Terminei hoje a leitura do romance "O almirante português", escrito por Jorge Moreira Silva e que nos narra de que forma os marinheiros portugueses, iam conseguindo sobreviver ao início das guerras napoleónicas.

Um romance construído sobre factos históricos que é fruto de uma intensa investigação sobre a nossa história naval que nos vai relatando a participação da força portuguesa e de Moreira Freire (o Marquês de Nisa) na Campanha do Mediterrâneo, ao lado da esquadra britânica de Lord Nelson, passando pelo bloqueio da ilha de Malta, pelo combate aos piratas sarracenos e pela reconquista de Nápoles. Tendo como pano de fundo a Campanha do Egito, a segunda invasão francesa de Itália e os dramáticos dias da República Napolitana, é na pitoresca Nápoles que assistimos ao desenrolar da vida aventurosa de várias personagens, cujos destinos se cruzam de forma indelével e que ali se encontram. Um livro que também nos conta sobre atos de traição e de heroísmo, de paixão e inveja, de vingança e de perdão. 

Jorge Moreira Silva, mestre em História Marítima, consegue descrever, não apenas as batalhas do ponto de vista marítimo, mas também a forma como a guerra era decidida a bordo, com acordos de honra mas também com situações de espionagem e de traição, o que sendo ele também marinheiro e Capitão-de-fragata, e tendo servido o seu país em várias missões, nos traz uma perspetiva diferente sobre os acontecimentos.

O autor, Jorge Moreira Silva, conta-nos a saga de uma das esquadras portuguesas que lutou sob o comando do almirante Marquês de Nisa, na campanha do Mediterrâneo, ao lado da esquadra britânica de Lord Nelson. Como já devem ter percebido, o estilo que mais me atrai na escrita é precisamente a narrativa, em especial os romances históricos, onde posso conhecer a história do nosso país, da construção e queda de um império, das relações com outros povos e com outros países, de perspetivas diferentes consoante o autor. E por isso, quando tomei contato com este título, logo logo senti vontade de o ler.

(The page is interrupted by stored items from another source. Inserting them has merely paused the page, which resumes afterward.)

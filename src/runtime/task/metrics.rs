use std::cmp::max;
use std::sync::Arc;
use std::sync::atomic::{AtomicI64, AtomicU64, Ordering};

use serde::Serialize;

#[derive(Debug, Default)]
pub struct SchedulerMetrics {
    created: AtomicU64,
    finished: AtomicU64,
    killed: AtomicU64,
    failed: AtomicU64,
    live: AtomicI64,
    switches: AtomicU64,
    channels: AtomicU64,
    transfers: AtomicU64,
    blocked: AtomicI64,
}

impl SchedulerMetrics {
    pub fn new() -> Arc<Self> {
        Arc::new(Self::default())
    }

    pub fn record_spawn(&self) {
        self.created.fetch_add(1, Ordering::Relaxed);
        self.live.fetch_add(1, Ordering::Relaxed);
    }

    pub fn record_completion(&self) {
        self.finished.fetch_add(1, Ordering::Relaxed);
        self.live.fetch_sub(1, Ordering::Relaxed);
    }

    pub fn record_kill(&self) {
        self.killed.fetch_add(1, Ordering::Relaxed);
    }

    pub fn record_failure(&self) {
        self.failed.fetch_add(1, Ordering::Relaxed);
    }

    pub fn record_switch(&self) {
        self.switches.fetch_add(1, Ordering::Relaxed);
    }

    pub fn register_channel(&self) {
        self.channels.fetch_add(1, Ordering::Relaxed);
    }

    pub fn record_transfer(&self) {
        self.transfers.fetch_add(1, Ordering::Relaxed);
    }

    pub fn record_blocked_delta(&self, delta: i64) {
        if delta != 0 {
            self.blocked.fetch_add(delta, Ordering::Relaxed);
        }
    }

    pub fn snapshot(&self) -> MetricsSnapshot {
        MetricsSnapshot {
            tasklets_created: self.created.load(Ordering::Relaxed),
            tasklets_finished: self.finished.load(Ordering::Relaxed),
            tasklets_killed: self.killed.load(Ordering::Relaxed),
            tasklets_failed: self.failed.load(Ordering::Relaxed),
            tasklets_live: max(self.live.load(Ordering::Relaxed), 0) as u64,
            switches: self.switches.load(Ordering::Relaxed),
            channels_created: self.channels.load(Ordering::Relaxed),
            channel_transfers: self.transfers.load(Ordering::Relaxed),
            tasklets_blocked: max(self.blocked.load(Ordering::Relaxed), 0) as u64,
        }
    }
}

#[derive(Debug, Clone, Copy, Default, PartialEq, Eq, Serialize)]
pub struct MetricsSnapshot {
    pub tasklets_created: u64,
    pub tasklets_finished: u64,
    pub tasklets_killed: u64,
    pub tasklets_failed: u64,
    pub tasklets_live: u64,
    pub switches: u64,
    pub channels_created: u64,
    pub channel_transfers: u64,
    pub tasklets_blocked: u64,
}

impl MetricsSnapshot {
    pub fn to_json(&self) -> String {
        serde_json::to_string_pretty(self).unwrap_or_else(|_| String::from("{}"))
    }
}
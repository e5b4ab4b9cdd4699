use anyhow::{Context, Result};

/// Minimal 2D drawing surface, in the shape of a browser canvas context.
pub trait Canvas {
    fn width(&self) -> u32;
    fn height(&self) -> u32;
    fn clear(&mut self);
    fn fill_rect(&mut self, x: f32, y: f32, width: f32, height: f32, color: [u8; 4]);
    fn line(&mut self, from: (f32, f32), to: (f32, f32), color: [u8; 4]);
}

/// HSL color with hue in degrees and saturation/lightness in 0..=1.
#[derive(Clone, Copy, Debug, PartialEq)]
pub struct Hsl {
    pub hue: f32,
    pub saturation: f32,
    pub lightness: f32,
}

impl Hsl {
    pub fn new(hue: f32, saturation: f32, lightness: f32) -> Self {
        Self {
            hue,
            saturation,
            lightness,
        }
    }

    pub fn to_rgba(self) -> [u8; 4] {
        let h = self.hue.rem_euclid(360.0) / 60.0;
        let c = (1.0 - (2.0 * self.lightness - 1.0).abs()) * self.saturation;
        let x = c * (1.0 - (h % 2.0 - 1.0).abs());
        let m = self.lightness - c / 2.0;

        let (r, g, b) = match h as u32 {
            0 => (c, x, 0.0),
            1 => (x, c, 0.0),
            2 => (0.0, c, x),
            3 => (0.0, x, c),
            4 => (x, 0.0, c),
            _ => (c, 0.0, x),
        };
        let to_byte = |v: f32| ((v + m) * 255.0).round().clamp(0.0, 255.0) as u8;
        [to_byte(r), to_byte(g), to_byte(b), 255]
    }
}

/// Opaque RGBA pixel buffer, row-major, 4 bytes per pixel.
pub struct PixelCanvas {
    width: u32,
    height: u32,
    pixels: Vec<u8>,
}

const BACKGROUND: [u8; 4] = [0, 0, 0, 255];

/// Largest accepted side length, in pixels.
pub const MAX_DIMENSION: u32 = 16384;

/// Bytes in one RGBA frame, or `None` when the size is empty or too large.
pub fn frame_len(width: u32, height: u32) -> Option<usize> {
    if width == 0 || height == 0 || width > MAX_DIMENSION || height > MAX_DIMENSION {
        return None;
    }
    (width as usize)
        .checked_mul(height as usize)?
        .checked_mul(4)
}

impl PixelCanvas {
    pub fn new(width: u32, height: u32) -> Result<Self> {
        let mut canvas = Self {
            width: 0,
            height: 0,
            pixels: Vec::new(),
        };
        canvas.resize(width, height)?;
        Ok(canvas)
    }

    /// Change the surface size. Previous contents are discarded.
    pub fn resize(&mut self, width: u32, height: u32) -> Result<()> {
        let len = frame_len(width, height).with_context(|| {
            format!(
                "Canvas size {}x{} must be between 1x1 and {}x{}",
                width, height, MAX_DIMENSION, MAX_DIMENSION
            )
        })?;
        self.width = width;
        self.height = height;
        self.pixels = vec![0; len];
        self.clear();
        Ok(())
    }

    fn offset(&self, x: u32, y: u32) -> usize {
        (y as usize * self.width as usize + x as usize) * 4
    }

    pub fn pixels(&self) -> &[u8] {
        &self.pixels
    }

    #[allow(dead_code)]
    pub fn pixel(&self, x: u32, y: u32) -> Option<[u8; 4]> {
        if x >= self.width || y >= self.height {
            return None;
        }
        let idx = self.offset(x, y);
        let mut out = [0u8; 4];
        out.copy_from_slice(&self.pixels[idx..idx + 4]);
        Some(out)
    }

    fn put(&mut self, x: i64, y: i64, color: [u8; 4]) {
        if x < 0 || y < 0 || x >= self.width as i64 || y >= self.height as i64 {
            return;
        }
        let idx = self.offset(x as u32, y as u32);
        self.pixels[idx..idx + 4].copy_from_slice(&color);
    }
}

impl Canvas for PixelCanvas {
    fn width(&self) -> u32 {
        self.width
    }

    fn height(&self) -> u32 {
        self.height
    }

    fn clear(&mut self) {
        for px in self.pixels.chunks_exact_mut(4) {
            px.copy_from_slice(&BACKGROUND);
        }
    }

    fn fill_rect(&mut self, x: f32, y: f32, width: f32, height: f32, color: [u8; 4]) {
        // Edges snap to the nearest pixel boundary so neighbouring rects tile.
        let x0 = x.round().max(0.0) as u32;
        let y0 = y.round().max(0.0) as u32;
        let x1 = ((x + width).round().max(0.0) as u32).min(self.width);
        let y1 = ((y + height).round().max(0.0) as u32).min(self.height);

        for py in y0..y1 {
            for px in x0..x1 {
                let idx = self.offset(px, py);
                self.pixels[idx..idx + 4].copy_from_slice(&color);
            }
        }
    }

    fn line(&mut self, from: (f32, f32), to: (f32, f32), color: [u8; 4]) {
        let dx = to.0 - from.0;
        let dy = to.1 - from.1;
        let steps = dx.abs().max(dy.abs()).ceil().max(1.0) as i64;
        for i in 0..=steps {
            let t = i as f32 / steps as f32;
            let x = (from.0 + dx * t).floor() as i64;
            let y = (from.1 + dy * t).floor() as i64;
            self.put(x, y, color);
        }
    }
}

A história desenrola-se num ambiente de permanente tensão, que é pontuado por episódios de intriga, paixão, heroísmo e traição que trazem à narrativa um ritmo próprio e nos fazem ficar agarrados aos acontecimentos. Os dramáticos dias da República Napolitana, são o pano de fundo desta história, apesar de a maioria dos seus intervenientes serem lusitanos.

Entretanto, vamos acompanhando o desenrolar da vida amorosa de várias personagens, cujos destinos se cruzam de forma indelével e aventurosa. Uma das coisas que mais me agradou neste livro foi a forma como o autor interligou a realidade ao próprio enredo, sem perder a verdadeira essência do romance histórico, mas dando às  personagens relacionamentos que criaram neste livro um conteúdo mais atrativo. O aparecimento dos piratas mouros e o rapto de uma jovem rapariga açoriana, foi uma das partes da história que mais me custou ler, sou sincera, mas que me trouxe um choque com a realidade da época e das caraterísticas das relações entre estes povos.

Este livro vem também relembrar a coragem das forças navais portuguesas em oposição a Bonaparte.